ごく小さな声。しかしもちろんティリーには聞こえていたようで、その頬を突くように人差し指をぐりぐりと押しつけていたが。
頬が半分引きつったように歪んだ侍女に、ティリーは重ねて命じる。
「まあそんなわけで、ジェシー、罰として書いて差し上げて」
「ひ、筆記具と、便箋を頂ければと思います。あと、書く場所も……」
そして侍女もそれを嫌がっているようだが、避けずに頬を押しつけてティリーの指を弾こうとしていた。
拮抗した力でどちらともなく震えながら。
「……全部は申し訳ないので、手伝って頂けるとありがたいです」
しかし、申し出は確かに正直ありがたい。
他の問題が解決したわけでもないが、書く手間が少し省けるのは。
侍女の頬からティリーの指が離れる。指先が押しつけられた侍女の頬は赤くなっており、思わず僕は「大丈夫ですか?」と尋ねてしまった。

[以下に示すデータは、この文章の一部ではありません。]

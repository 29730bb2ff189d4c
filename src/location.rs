//! Page location: where the tracker lives relative to the opener page.

use url::Url;

use crate::config::ClassHelperConfig;
use crate::error::{ClassHelperError, Result};

/// The opener page's URL, from which the tracker base is derived.
///
/// Trackers are served as `{origin}/{tracker}/...`, so the tracker name is
/// the first path segment.
#[derive(Debug, Clone, PartialEq, Eq)]
pub struct PageLocation {
    url: Url,
}

impl PageLocation {
    pub fn parse(page_url: &str) -> Result<Self> {
        let url = Url::parse(page_url).map_err(|e| {
            ClassHelperError::Environment(format!("invalid page url '{page_url}': {e}"))
        })?;
        Ok(Self { url })
    }

    pub fn url(&self) -> &Url {
        &self.url
    }

    pub fn origin(&self) -> String {
        self.url.origin().ascii_serialization()
    }

    /// The tracker name, or an environment error when the page is not
    /// below one.
    pub fn tracker(&self) -> Result<&str> {
        self.url
            .path_segments()
            .and_then(|mut segments| segments.next())
            .filter(|segment| !segment.is_empty())
            .ok_or_else(|| {
                ClassHelperError::Environment(format!(
                    "error parsing tracker name from page url '{}'",
                    self.url
                ))
            })
    }

    /// `{origin}/{tracker}`
    pub fn tracker_url(&self) -> Result<Url> {
        self.join(&[])
    }

    /// `{origin}/{tracker}/{rest_data_path}/{class}`
    pub fn collection_url(&self, config: &ClassHelperConfig, class: &str) -> Result<Url> {
        self.join(&[&config.rest_data_path, class])
    }

    /// `{origin}/{tracker}/{rest_root_path}/{path}`
    pub fn rest_root_url(&self, config: &ClassHelperConfig, path: &str) -> Result<Url> {
        self.join(&[&config.rest_root_path, path])
    }

    /// `{origin}/{tracker}/{stylesheet}`
    pub fn stylesheet_url(&self, config: &ClassHelperConfig) -> Result<Url> {
        self.join(&[&config.stylesheet])
    }

    /// Whether the page opted out of the component via its URL fragment.
    pub fn is_disabled(&self, config: &ClassHelperConfig) -> bool {
        self.url.fragment() == Some(config.disabled_fragment.as_str())
    }

    fn join(&self, parts: &[&str]) -> Result<Url> {
        let mut joined = format!("{}/{}", self.origin(), self.tracker()?);
        for part in parts {
            let part = part.trim_matches('/');
            if !part.is_empty() {
                joined.push('/');
                joined.push_str(part);
            }
        }
        Url::parse(&joined).map_err(|e| {
            ClassHelperError::Environment(format!("cannot build tracker url '{joined}': {e}"))
        })
    }
}
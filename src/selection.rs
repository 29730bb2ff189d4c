//! Selection accumulator
//!
//! The working set of identity keys picked in one popup session. Ordered,
//! with set semantics enforced by [`SelectionSet::toggle`].

/// Ordered set of selected identity keys.
#[derive(Debug, Clone, Default, PartialEq, Eq)]
pub struct SelectionSet {
    keys: Vec<String>,
}

impl SelectionSet {
    pub fn new() -> Self {
        Self::default()
    }

    /// Seed from a comma-joined field value. An empty value is an empty set.
    ///
    /// Repeated keys keep their first position; empty entries are skipped.
    pub fn seeded(value: &str) -> Self {
        let mut set = Self::new();
        for key in value.split(',').filter(|key| !key.is_empty()) {
            if !set.contains(key) {
                set.keys.push(key.to_string());
            }
        }
        set
    }

    /// Remove `key` if present, otherwise append it.
    ///
    /// Returns whether the key is selected afterwards.
    pub fn toggle(&mut self, key: &str) -> bool {
        match self.keys.iter().position(|k| k == key) {
            Some(idx) => {
                self.keys.remove(idx);
                false
            }
            None => {
                self.keys.push(key.to_string());
                true
            }
        }
    }

    /// Keys joined by commas; empty set yields an empty string.
    pub fn current_value(&self) -> String {
        self.keys.join(",")
    }

    pub fn contains(&self, key: &str) -> bool {
        self.keys.iter().any(|k| k == key)
    }

    pub fn keys(&self) -> &[String] {
        &self.keys
    }

    pub fn len(&self) -> usize {
        self.keys.len()
    }

    pub fn is_empty(&self) -> bool {
        self.keys.is_empty()
    }
}
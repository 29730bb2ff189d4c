//! Query building for the tracker REST API.
//!
//! Collection URLs are built once from the descriptor and the live
//! [`QueryState`]. After that, navigation follows server-supplied links and
//! the page index is read back from the `self` link, never recomputed.

use std::collections::BTreeMap;

use url::Url;

use crate::catalog::TRANSLATION_KEYS;
use crate::config::ClassHelperConfig;
use crate::descriptor::{LinkDescriptor, SearchField};
use crate::error::Result;
use crate::location::PageLocation;

pub const PAGE_INDEX: &str = "@page_index";
pub const PAGE_SIZE: &str = "@page_size";
pub const FIELDS: &str = "@fields";
pub const SORT: &str = "@sort";
pub const VERBOSE: &str = "@verbose";
pub const TEMPLATE: &str = "@template";

/// Submitted search form values, field name to text.
pub type SearchFilters = BTreeMap<String, String>;

/// Mutable query state of one popup session.
#[derive(Debug, Clone, PartialEq, Eq)]
pub struct QueryState {
    page_index: u32,
    search_filters: SearchFilters,
}

impl QueryState {
    pub fn new(descriptor: &LinkDescriptor) -> Self {
        Self {
            page_index: descriptor.initial_page_index,
            search_filters: SearchFilters::new(),
        }
    }

    pub fn page_index(&self) -> u32 {
        self.page_index
    }

    pub fn search_filters(&self) -> &SearchFilters {
        &self.search_filters
    }

    /// Start a new search: filters are replaced wholesale and the page
    /// index goes back to 1.
    pub fn begin_search(&mut self, filters: SearchFilters) {
        self.page_index = 1;
        self.search_filters = filters;
    }

    /// Adopt the page index carried by a `self` link.
    ///
    /// Returns the new index, or `None` (state untouched) when the link
    /// carries no usable `@page_index`.
    pub fn sync_from_self_link(&mut self, self_uri: &str) -> Option<u32> {
        let index = page_index_from_uri(self_uri)?;
        self.page_index = index;
        Some(index)
    }
}

/// Read `@page_index` from a hypermedia link.
pub fn page_index_from_uri(uri: &str) -> Option<u32> {
    let url = Url::parse(uri).ok()?;
    let index = url
        .query_pairs()
        .find(|(key, _)| key == PAGE_INDEX)
        .map(|(_, value)| value.into_owned())?;
    index.trim().parse().ok()
}

/// Collection URL: page index, page size and field projection always,
/// sort only when the descriptor has one.
pub fn build_collection_url(base: &Url, descriptor: &LinkDescriptor, state: &QueryState) -> Url {
    let mut url = base.clone();
    {
        let mut query = url.query_pairs_mut();
        query
            .append_pair(PAGE_INDEX, &state.page_index.to_string())
            .append_pair(PAGE_SIZE, &descriptor.page_size.to_string())
            .append_pair(FIELDS, &descriptor.display_fields.join(","));
        if !descriptor.sort_spec.is_empty() {
            query.append_pair(SORT, &descriptor.sort_spec.join(","));
        }
    }
    url
}

/// Collection URL plus one parameter per non-empty search filter.
pub fn build_search_url(base: &Url, descriptor: &LinkDescriptor, state: &QueryState) -> Url {
    let mut url = build_collection_url(base, descriptor, state);
    let filters: Vec<_> = state
        .search_filters
        .iter()
        .filter(|(_, value)| !value.is_empty())
        .collect();
    if !filters.is_empty() {
        let mut query = url.query_pairs_mut();
        for (field, value) in filters {
            query.append_pair(field, value);
        }
    }
    url
}

/// Dropdown option source for a search field.
///
/// Fields listed in `dropdown_sources` come from the REST root, every other
/// field from the data API class of the same name.
pub fn build_dropdown_url(
    location: &PageLocation,
    config: &ClassHelperConfig,
    field: &SearchField,
) -> Result<Url> {
    let mut url = match config.dropdown_sources.get(&field.name) {
        Some(path) => location.rest_root_url(config, path)?,
        None => location.collection_url(config, &field.name)?,
    };
    {
        let mut query = url.query_pairs_mut();
        query.append_pair(VERBOSE, "2");
        if let Some(sort) = field.dropdown.as_ref().and_then(|d| d.sort.as_ref()) {
            query.append_pair(SORT, &sort.param());
        }
    }
    Ok(url)
}

/// `{tracker}?@template=json&properties=Apply,Cancel,...`
pub fn build_translation_url(location: &PageLocation) -> Result<Url> {
    let mut url = location.tracker_url()?;
    url.query_pairs_mut()
        .append_pair(TEMPLATE, "json")
        .append_pair("properties", &TRANSLATION_KEYS.join(","));
    Ok(url)
}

そして結局、手紙は殆ど全てティリーの侍女に書いてもらうことになった。
オトフシの書いた例文に沿って僕の書いた文字。それを「お嬢様と似た方がいらっしゃるとは」と評し、そして筆記具を取り上げた侍女は気を遣うように笑っていた。
それから夜が近づく、夕。
続々と手紙は来た。追い返してもらってはいるが、どこぞの令嬢たちも。
ザブロック家の使用人に届けてもらうことにして、手紙の返事を片付ける。それに乗じ、いい機会だからとアリエル様に命じられ、ティリーの侍女に書写を習っていた僕。何故だかルルも隣に加わり書き取りをしていた午後。
僕たちの下に、レグリス帰宅の報が入った。
帰宅したレグリスは、化粧を直し、また衣装も着替えた程度の時間を持って、ルルの部屋を訪ねてきた。
レグリスの登場に、僕たちの空気は再び冷たくなる。朝、ティリーとオトフシから伝えられた情報を思い出し。

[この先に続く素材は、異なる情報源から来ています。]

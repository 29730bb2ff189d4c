//! Class helper configuration.
//!
//! Where the tracker REST API lives relative to the page, how long requests
//! may take, and how the popup is dressed.

use std::collections::HashMap;
use std::time::Duration;

use crate::error::{ClassHelperError, Result};

/// Configuration shared by every class helper on a page.
#[derive(Debug, Clone)]
pub struct ClassHelperConfig {
    /// Path of the data API below `{origin}/{tracker}`.
    pub rest_data_path: String,

    /// Path of the REST root below `{origin}/{tracker}`, used for dropdown
    /// sources that are not classes (e.g. `roles`).
    pub rest_root_path: String,

    /// Stylesheet linked into every popup, relative to the tracker.
    pub stylesheet: String,

    /// Timeout for a single REST request.
    pub request_timeout: Duration,

    /// Navigation backlog of the per-session event bus.
    ///
    /// Page and search requests beyond this many queued events are
    /// dropped. Row toggles and Apply/Cancel are always delivered.
    pub event_buffer: usize,

    /// Search fields whose dropdown options come from a non-class path
    /// below the REST root.
    pub dropdown_sources: HashMap<String, String>,

    /// Page URL fragment that disables the component.
    pub disabled_fragment: String,
}

impl Default for ClassHelperConfig {
    fn default() -> Self {
        Self {
            rest_data_path: "rest/data".to_string(),
            rest_root_path: "rest".to_string(),
            stylesheet: "@@file/classhelper.css".to_string(),
            request_timeout: Duration::from_secs(30),
            event_buffer: 64,
            dropdown_sources: HashMap::from([("roles".to_string(), "roles".to_string())]),
            disabled_fragment: "classhelper-wc-toggle".to_string(),
        }
    }
}

impl ClassHelperConfig {
    /// Defaults overlaid with `CLASSHELPER_*` environment variables.
    ///
    /// A `.env` file is honored if present.
    pub fn from_env() -> Result<Self> {
        let _ = dotenvy::dotenv();
        Self::default().overlay(|key| std::env::var(key).ok())
    }

    fn overlay(mut self, var: impl Fn(&str) -> Option<String>) -> Result<Self> {
        if let Some(path) = var("CLASSHELPER_REST_PATH") {
            self.rest_data_path = path;
        }
        if let Some(stylesheet) = var("CLASSHELPER_STYLESHEET") {
            self.stylesheet = stylesheet;
        }
        if let Some(secs) = var("CLASSHELPER_TIMEOUT_SECS") {
            let secs = parse_env_number("CLASSHELPER_TIMEOUT_SECS", &secs)?;
            self.request_timeout = Duration::from_secs(secs as u64);
        }
        if let Some(size) = var("CLASSHELPER_EVENT_BUFFER") {
            self.event_buffer = parse_env_number("CLASSHELPER_EVENT_BUFFER", &size)?;
        }
        Ok(self)
    }

    /// Set the request timeout.
    pub fn request_timeout(mut self, timeout: Duration) -> Self {
        self.request_timeout = timeout;
        self
    }

    /// Set the event bus capacity.
    pub fn event_buffer(mut self, size: usize) -> Self {
        self.event_buffer = size;
        self
    }

    /// Route dropdown options for `field` to `{rest_root}/{path}`.
    pub fn dropdown_source(mut self, field: &str, path: &str) -> Self {
        self.dropdown_sources
            .insert(field.to_string(), path.to_string());
        self
    }
}

fn parse_env_number(key: &str, value: &str) -> Result<usize> {
    value.trim().parse().map_err(|_| {
        ClassHelperError::Environment(format!("{key} must be a number, got '{value}'"))
    })
}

レグリスが来たぞ、というような文句と共に、サロメの手で扉が開かれる。
ルルを含めて、六人が立ち上がる。一柱というか一人は座ったままだが
扉が開いてレグリスの全体像が見える前に、僕たちの視線は一瞬だがルルに集中した。
これは私の問題、と朝ルルは口にした。
だから口を出すな、と。もうその話はしないでくれ、と懇願した。
故に僕たちはその話題を口にするのを躊躇い、相談すらもしなかったのだが……。
何をするのだろう。そんな不安が僕の中に満ちる。
だがルルは、唾を飲むようにして喉を動かし、レグリスの登場を真っ直ぐ見て待つ。
動じてなどおらず、その姿に怯えや不安などは見えなかった。
「ルル、戻りました。皆様、ごきげんよう」
いつものように白塗りのような化粧をぱたぱたと仰ぎつつ、レグリスは部屋の中を見回す。

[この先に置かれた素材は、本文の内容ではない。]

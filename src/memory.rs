//! In-memory host and canned data source.
//!
//! Headless implementations of the host seams: a link that counts native
//! clicks, an opener with named form fields, a popup that keeps the last
//! rendered fragments, and a [`CollectionSource`] answering from a route
//! table. Used by the test suites and by embedders that drive the picker
//! without a browser.

use std::collections::HashMap;
use std::sync::atomic::{AtomicBool, AtomicUsize, Ordering};
use std::sync::{Arc, Mutex, MutexGuard};

use async_trait::async_trait;
use serde_json::Value;

use crate::api::CollectionSource;
use crate::descriptor::WriteTarget;
use crate::error::{ClassHelperError, Result};
use crate::host::{LinkElement, NativeClick, OpenerDocument, PopupFeatures, PopupWindow};
use crate::render::{AccumulatorFragment, PaginationFragment, PopupView, SearchFragment, TableFragment};

fn lock<T>(mutex: &Mutex<T>) -> MutexGuard<'_, T> {
    mutex.lock().unwrap_or_else(|e| e.into_inner())
}

// ============================================================================
// LINK
// ============================================================================

/// Where a click on a [`MemoryLink`] went.
#[derive(Debug, Clone, Copy, PartialEq, Eq)]
pub enum LinkClick {
    /// The native behavior ran.
    Native,
    /// The class helper owns the click.
    Intercepted,
}

/// A link whose native behavior just counts invocations.
pub struct MemoryLink {
    attributes: HashMap<String, String>,
    native: Mutex<Option<NativeClick>>,
    native_clicks: Arc<AtomicUsize>,
}

impl MemoryLink {
    pub fn new<I, K, V>(attributes: I) -> Self
    where
        I: IntoIterator<Item = (K, V)>,
        K: Into<String>,
        V: Into<String>,
    {
        let native_clicks = Arc::new(AtomicUsize::new(0));
        let counter = Arc::clone(&native_clicks);
        Self {
            attributes: attributes
                .into_iter()
                .map(|(k, v)| (k.into(), v.into()))
                .collect(),
            native: Mutex::new(Some(NativeClick::new(move || {
                counter.fetch_add(1, Ordering::SeqCst);
            }))),
            native_clicks,
        }
    }

    /// Simulate a user click.
    pub fn click(&self) -> LinkClick {
        match lock(&self.native).as_mut() {
            Some(native) => {
                native.invoke();
                LinkClick::Native
            }
            None => LinkClick::Intercepted,
        }
    }

    pub fn native_clicks(&self) -> usize {
        self.native_clicks.load(Ordering::SeqCst)
    }

    pub fn is_intercepted(&self) -> bool {
        lock(&self.native).is_none()
    }
}

impl LinkElement for MemoryLink {
    fn data_attribute(&self, name: &str) -> Option<String> {
        self.attributes.get(name).cloned()
    }

    fn intercept_click(&self) -> Option<NativeClick> {
        lock(&self.native).take()
    }

    fn restore_click(&self, native: NativeClick) {
        *lock(&self.native) = Some(native);
    }
}

// ============================================================================
// OPENER
// ============================================================================

/// Opener document with named form fields.
#[derive(Default)]
pub struct MemoryOpener {
    fields: Mutex<Vec<(Option<String>, String, String)>>,
    popups: Mutex<Vec<Arc<MemoryPopup>>>,
    failures: Mutex<Vec<String>>,
    block_popups: AtomicBool,
}

impl MemoryOpener {
    pub fn new() -> Self {
        Self::default()
    }

    pub fn set_field(&self, form: Option<&str>, field: &str, value: &str) {
        let mut fields = lock(&self.fields);
        let form = form.map(str::to_string);
        match fields
            .iter_mut()
            .find(|(f, name, _)| *f == form && name.as_str() == field)
        {
            Some(entry) => entry.2 = value.to_string(),
            None => fields.push((form, field.to_string(), value.to_string())),
        }
    }

    /// Field lookup; without a form name the first field called `field`.
    pub fn field(&self, form: Option<&str>, field: &str) -> Option<String> {
        lock(&self.fields)
            .iter()
            .find(|(f, name, _)| name == field && (form.is_none() || f.as_deref() == form))
            .map(|(_, _, value)| value.clone())
    }

    /// Make subsequent `open_popup` calls fail, like a popup blocker.
    pub fn block_popups(&self, blocked: bool) {
        self.block_popups.store(blocked, Ordering::SeqCst);
    }

    pub fn popups_opened(&self) -> usize {
        lock(&self.popups).len()
    }

    pub fn last_popup(&self) -> Option<Arc<MemoryPopup>> {
        lock(&self.popups).last().cloned()
    }

    pub fn failures(&self) -> Vec<String> {
        lock(&self.failures).clone()
    }
}

impl OpenerDocument for MemoryOpener {
    fn field_value(&self, target: &WriteTarget) -> Option<String> {
        self.field(target.form.as_deref(), &target.field)
    }

    fn set_field_value(&self, target: &WriteTarget, value: &str) {
        let form = target.form.as_deref();
        // write where a read would have found it
        let existing = lock(&self.fields)
            .iter()
            .find(|(f, name, _)| *name == target.field && (form.is_none() || f.as_deref() == form))
            .map(|(f, _, _)| f.clone());
        match existing {
            Some(found) => self.set_field(found.as_deref(), &target.field, value),
            None => self.set_field(form, &target.field, value),
        }
    }

    fn open_popup(&self, features: &PopupFeatures) -> Result<Arc<dyn PopupWindow>> {
        if self.block_popups.load(Ordering::SeqCst) {
            return Err(ClassHelperError::Popup("popup blocked".to_string()));
        }
        let popup = Arc::new(MemoryPopup::new(*features));
        lock(&self.popups).push(Arc::clone(&popup));
        Ok(popup)
    }

    fn report_failure(&self, message: &str) {
        lock(&self.failures).push(message.to_string());
    }
}

// ============================================================================
// POPUP
// ============================================================================

/// A popup that keeps the current fragments for inspection.
pub struct MemoryPopup {
    features: PopupFeatures,
    view: Mutex<Option<PopupView>>,
    closed: AtomicBool,
}

impl MemoryPopup {
    pub fn new(features: PopupFeatures) -> Self {
        Self {
            features,
            view: Mutex::new(None),
            closed: AtomicBool::new(false),
        }
    }

    pub fn features(&self) -> PopupFeatures {
        self.features
    }

    /// Snapshot of what is currently shown.
    pub fn view(&self) -> Option<PopupView> {
        lock(&self.view).clone()
    }

    /// The user closes the window directly.
    pub fn close_by_user(&self) {
        self.closed.store(true, Ordering::SeqCst);
    }

    fn update(&self, apply: impl FnOnce(&mut PopupView)) {
        if let Some(view) = lock(&self.view).as_mut() {
            apply(view);
        }
    }
}

impl PopupWindow for MemoryPopup {
    fn is_closed(&self) -> bool {
        self.closed.load(Ordering::SeqCst)
    }

    fn render(&self, view: PopupView) {
        *lock(&self.view) = Some(view);
    }

    fn replace_search(&self, fragment: SearchFragment) {
        self.update(|view| view.search = Some(fragment));
    }

    fn replace_pagination(&self, fragment: PaginationFragment) {
        self.update(|view| view.pagination = fragment);
    }

    fn replace_table(&self, fragment: TableFragment) {
        self.update(|view| view.table = fragment);
    }

    fn replace_accumulator(&self, fragment: AccumulatorFragment) {
        self.update(|view| view.accumulator = fragment);
    }

    fn close(&self) {
        self.closed.store(true, Ordering::SeqCst);
    }
}

// ============================================================================
// DATA SOURCE
// ============================================================================

enum Reply {
    Json(Value),
    Fail(ClassHelperError),
}

/// [`CollectionSource`] answering from a route table.
///
/// A route matches when its pattern occurs in the requested URL (as
/// written, or percent-decoded); the first registered match wins. Unmatched
/// requests fail with a `Network` error. Every request is recorded.
#[derive(Default)]
pub struct StaticSource {
    routes: Vec<(String, Reply)>,
    requests: Mutex<Vec<String>>,
}

impl StaticSource {
    pub fn new() -> Self {
        Self::default()
    }

    pub fn route(mut self, pattern: &str, body: Value) -> Self {
        self.routes.push((pattern.to_string(), Reply::Json(body)));
        self
    }

    pub fn fail(mut self, pattern: &str, error: ClassHelperError) -> Self {
        self.routes.push((pattern.to_string(), Reply::Fail(error)));
        self
    }

    pub fn requests(&self) -> Vec<String> {
        lock(&self.requests).clone()
    }
}

#[async_trait]
impl CollectionSource for StaticSource {
    async fn get_json(&self, url: &str) -> Result<Value> {
        lock(&self.requests).push(url.to_string());
        let decoded = percent_decode(url);
        let reply = self
            .routes
            .iter()
            .find(|(pattern, _)| url.contains(pattern.as_str()) || decoded.contains(pattern.as_str()))
            .map(|(_, reply)| reply);
        match reply {
            Some(Reply::Json(body)) => Ok(body.clone()),
            Some(Reply::Fail(error)) => Err(error.clone()),
            None => Err(ClassHelperError::network(url, "no route")),
        }
    }
}

fn percent_decode(url: &str) -> String {
    url::form_urlencoded::parse(url.as_bytes())
        .map(|(k, v)| if v.is_empty() { k.into_owned() } else { format!("{k}={v}") })
        .collect::<Vec<_>>()
        .join("&")
}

そして僕に目を留めると、その扇の動きを止める。べっとりと紅が塗られた唇を覆い隠すように。
「皆様の楽しい歓談を邪魔して申し訳ありませんが、アリエル様、カラス様、お話をよろしいでしょうか」
アリエル様はおやつのクッキーを抱えたまま羽を動かしてレグリスを見る。
「いいわよ。何の話?」
「ここでは……」
言い淀み、レグリスの視線がティリーたちを向く。
しかし少しの逡巡の後、扇で一度だけ顔を仰ぎ、油で固められた前髪を浮かせた。
「ここでは申せません。私の部屋へお願いします」
言葉に応えるよう、レグリスの侍女が扉に手を掛ける。先ほど完全に閉めなかったため開きかけの扉に。
侍女が開けたのを確認して、レグリスは振り返ろうとした。
「お母様」
そのレグリスを止める声が響く。
意を決したような、なんとなく切羽詰まったような声音。それを上げたルルは震えもなく媚びもない目でレグリスを見ていた。
「私からもお話があります」
「わかりました。後で時間を作ります」
「いいえ、簡単な話なんです、今、聞いて頂けませんか」
「…………」
ルルが喉を動かす。何かの塊を飲み込むように。
「私の縁談について、ですから」
どきり、とレグリスが動きを止めた気がする。白塗りに扇で殆どその感情は見えないが、瞬きを繰り返すその様に、動揺のようなものが見えた気がする。
「……いいでしょう。ですが、人を待たせています。場所を移しましょう、私の部屋へ。アリエル様方も」
「サロメはこの部屋で客人のもてなしを」とレグリスは付け足して、今度こそはと振り返る。
オトフシを見れば、指で『行け』と、楽しそうに合図を送ってきていた。